EP0715004B1 - Suspension for electrophoretic depositing luminescent materials, particularly for the manufacture of flat screens - Google Patents

Description

The subject of the present invention is non-aqueous suspensions for depositing materials luminescent by electrophoresis, intended for particular to the realization of flat screens.

It applies in particular to the realization simple displays, allowing viewing still images, and the production of complex screens multiplexed, allowing the visualization of images animated, for example of the type of television images.

It is of particular interest for visualization devices by cathodoluminescence excited by field emission, comprising an electron source with an emissive cathode at microtips. Display devices for this type are described for example in the documents FR-A-2 687 839, FR-A-2 633 763 and US-A-5 231 387.

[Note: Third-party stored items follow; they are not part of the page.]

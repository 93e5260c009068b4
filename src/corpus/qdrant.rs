use std::collections::HashMap;

use qdrant_client::Qdrant;
use qdrant_client::qdrant::point_id::PointIdOptions;
use qdrant_client::qdrant::{
    Condition, CreateCollectionBuilder, DeletePointsBuilder, Distance, Filter, PointStruct,
    PointsIdsList, ScoredPoint, SearchPointsBuilder, UpsertPointsBuilder, Value,
    VectorParamsBuilder,
};
use tracing::{debug, info, instrument};

use super::{Candidate, CorpusError, CorpusIndex, ReferenceJob, RetrievalFilters};
use crate::hashing::reference_point_id;

const FIELD_CODE: &str = "code";
const FIELD_TITLE: &str = "title";
const FIELD_FAMILY: &str = "family";
const FIELD_FAMILY_KEY: &str = "family_key";
const FIELD_LEVEL: &str = "career_level";
const FIELD_LEVEL_KEY: &str = "career_level_key";
const FIELD_DESCRIPTION: &str = "description";
const FIELD_SEQ: &str = "seq";

/// Extra results fetched beyond `top_k` so equal scores at the cut can be re-ordered.
const TIE_WINDOW: usize = 8;

#[derive(Clone)]
/// Corpus stored in a Qdrant collection with cosine distance.
///
/// Each point's payload carries the reference-job fields plus an insertion
/// sequence number used to break score ties deterministically.
pub struct QdrantCorpus {
    client: Qdrant,
    url: String,
    collection: String,
    dimension: usize,
}

impl QdrantCorpus {
    pub fn new(url: &str, collection: &str, dimension: usize) -> Result<Self, CorpusError> {
        let client = Qdrant::from_url(url)
            .build()
            .map_err(|e| CorpusError::ConnectionFailed {
                url: url.to_string(),
                message: e.to_string(),
            })?;

        Ok(Self {
            client,
            url: url.to_string(),
            collection: collection.to_string(),
            dimension,
        })
    }

    pub fn url(&self) -> &str {
        &self.url
    }

    pub fn collection(&self) -> &str {
        &self.collection
    }

    /// Creates the collection if it does not exist yet.
    pub async fn ensure_collection(&self) -> Result<(), CorpusError> {
        let exists = self
            .client
            .collection_exists(&self.collection)
            .await
            .map_err(|e| self.collection_error(e))?;

        if !exists {
            self.client
                .create_collection(
                    CreateCollectionBuilder::new(&self.collection).vectors_config(
                        VectorParamsBuilder::new(self.dimension as u64, Distance::Cosine),
                    ),
                )
                .await
                .map_err(|e| self.collection_error(e))?;
            info!(collection = %self.collection, dimension = self.dimension, "Created corpus collection");
        }
        Ok(())
    }

    /// Upserts jobs. `first_seq` is the insertion sequence of `jobs[0]`; later jobs
    /// get consecutive numbers.
    pub async fn upsert(&self, first_seq: u64, jobs: &[ReferenceJob]) -> Result<(), CorpusError> {
        if jobs.is_empty() {
            return Ok(());
        }

        let mut points = Vec::with_capacity(jobs.len());
        for (offset, job) in jobs.iter().enumerate() {
            if job.embedding.len() != self.dimension {
                return Err(CorpusError::DimensionMismatch {
                    expected: self.dimension,
                    actual: job.embedding.len(),
                });
            }
            let payload = job_payload(job, first_seq + offset as u64);
            points.push(PointStruct::new(
                reference_point_id(&job.code),
                job.embedding.clone(),
                payload,
            ));
        }

        self.client
            .upsert_points(UpsertPointsBuilder::new(&self.collection, points).wait(true))
            .await
            .map_err(|e| CorpusError::UpsertFailed {
                collection: self.collection.clone(),
                message: e.to_string(),
            })?;

        debug!(count = jobs.len(), first_seq, "Upserted reference jobs");
        Ok(())
    }

    pub async fn remove(&self, codes: &[&str]) -> Result<(), CorpusError> {
        if codes.is_empty() {
            return Ok(());
        }
        let selector = PointsIdsList {
            ids: codes
                .iter()
                .map(|code| reference_point_id(code).into())
                .collect(),
        };
        self.client
            .delete_points(
                DeletePointsBuilder::new(&self.collection)
                    .points(selector)
                    .wait(true),
            )
            .await
            .map_err(|e| CorpusError::DeleteFailed {
                collection: self.collection.clone(),
                message: e.to_string(),
            })?;
        Ok(())
    }

    fn collection_error(&self, e: impl std::fmt::Display) -> CorpusError {
        CorpusError::CollectionFailed {
            collection: self.collection.clone(),
            message: e.to_string(),
        }
    }
}

impl CorpusIndex for QdrantCorpus {
    #[instrument(skip(self, query), fields(collection = %self.collection))]
    async fn search(
        &self,
        query: &[f32],
        top_k: usize,
        filters: &RetrievalFilters,
    ) -> Result<Vec<Candidate>, CorpusError> {
        if query.len() != self.dimension {
            return Err(CorpusError::DimensionMismatch {
                expected: self.dimension,
                actual: query.len(),
            });
        }
        if top_k == 0 {
            return Ok(Vec::new());
        }

        let limit = top_k.saturating_add(TIE_WINDOW) as u64;
        let mut builder = SearchPointsBuilder::new(&self.collection, query.to_vec(), limit)
            .with_payload(true);
        if let Some(filter) = build_filter(filters) {
            builder = builder.filter(filter);
        }

        let response = self
            .client
            .search_points(builder)
            .await
            .map_err(|e| CorpusError::SearchFailed {
                collection: self.collection.clone(),
                message: e.to_string(),
            })?;

        let mut ranked: Vec<(u64, Candidate)> = response
            .result
            .into_iter()
            .filter_map(candidate_from_point)
            .collect();

        ranked.sort_by(|(seq_a, a), (seq_b, b)| {
            b.similarity
                .partial_cmp(&a.similarity)
                .unwrap_or(std::cmp::Ordering::Equal)
                .then(seq_a.cmp(seq_b))
        });
        ranked.truncate(top_k);

        Ok(ranked.into_iter().map(|(_, c)| c).collect())
    }

    fn dimension(&self) -> usize {
        self.dimension
    }
}

fn job_payload(job: &ReferenceJob, seq: u64) -> HashMap<String, Value> {
    let mut payload: HashMap<String, Value> = HashMap::new();
    payload.insert(FIELD_CODE.to_string(), job.code.clone().into());
    payload.insert(FIELD_TITLE.to_string(), job.title.clone().into());
    payload.insert(FIELD_FAMILY.to_string(), job.family.clone().into());
    payload.insert(FIELD_FAMILY_KEY.to_string(), job.family.to_lowercase().into());
    payload.insert(FIELD_LEVEL.to_string(), job.career_level.clone().into());
    payload.insert(
        FIELD_LEVEL_KEY.to_string(),
        job.career_level.to_lowercase().into(),
    );
    payload.insert(FIELD_DESCRIPTION.to_string(), job.description.clone().into());
    payload.insert(FIELD_SEQ.to_string(), (seq as i64).into());
    payload
}

fn build_filter(filters: &RetrievalFilters) -> Option<Filter> {
    let mut conditions = Vec::new();
    if let Some(family) = &filters.family {
        conditions.push(Condition::matches(FIELD_FAMILY_KEY, family.to_lowercase()));
    }
    if let Some(level) = &filters.career_level {
        conditions.push(Condition::matches(FIELD_LEVEL_KEY, level.to_lowercase()));
    }
    if conditions.is_empty() {
        None
    } else {
        Some(Filter::must(conditions))
    }
}

fn candidate_from_point(point: ScoredPoint) -> Option<(u64, Candidate)> {
    match point.id.and_then(|pid| pid.point_id_options) {
        Some(PointIdOptions::Num(_)) => {}
        _ => return None,
    }

    let payload = point.payload;
    let text = |field: &str| {
        payload
            .get(field)
            .and_then(|v| v.as_str())
            .map(|s| s.to_string())
    };

    let code = text(FIELD_CODE)?;
    let seq = payload
        .get(FIELD_SEQ)
        .and_then(|v| v.as_integer())
        .map(|i| i as u64)
        .unwrap_or(u64::MAX);

    let job = ReferenceJob::new(
        code,
        text(FIELD_TITLE).unwrap_or_default(),
        text(FIELD_FAMILY).unwrap_or_default(),
        text(FIELD_LEVEL).unwrap_or_default(),
        text(FIELD_DESCRIPTION).unwrap_or_default(),
    );

    Some((
        seq,
        Candidate {
            job,
            similarity: point.score,
        },
    ))
}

In Figure 1 attached, there is shown a display device of this type which includes a electron source 1 with microtips whose we see insulating substrate 1a, the resistive layer 1b, the microtips 1c, the insulating layer 1d and a grid the. A space 3 in which we made the vacuum, separates this microtip source 1 of a substrate electrically insulating and transparent 5 which is provided an electrically conductive and transparent layer 7 forming an anode. On this anode, is arranged in look at the microtip source a layer 9 of a cathodo-luminescent material, also called phosphor.

Under the impact of electrons emitted by 1c microtips when the source is working, this layer 9 emits light 11 that a user 13 of the screen observes through the transparent substrate 5. With this screen, the phosphor is therefore observed from the side opposed to his excitement.

In the case of these flat screens microtips, electrons are accelerated to very low voltages (a few hundred volts) compared to the voltages used in the screens cathodic (20 to 25 kV). Therefore, in such screens, the phosphors are basically excited on the surface and must include the minimum of pollution. Contamination or the presence of thin layer on the surface of the phosphor grains is will result in a decrease in light output. The quality of the phosphor layer deposited constitutes therefore an important parameter.

In these microtip flat screens, the deposit of the phosphor layer must be carried out on a transparent and insulating substrate comprising a transparent and conductive coating, for example in indium tin oxide (ITO). Furthermore, for color display, the screen must have three families of conductive tracks with a width of a few tens of micrometers on which will be respectively deposited the corresponding phosphors in red, blue and green colors.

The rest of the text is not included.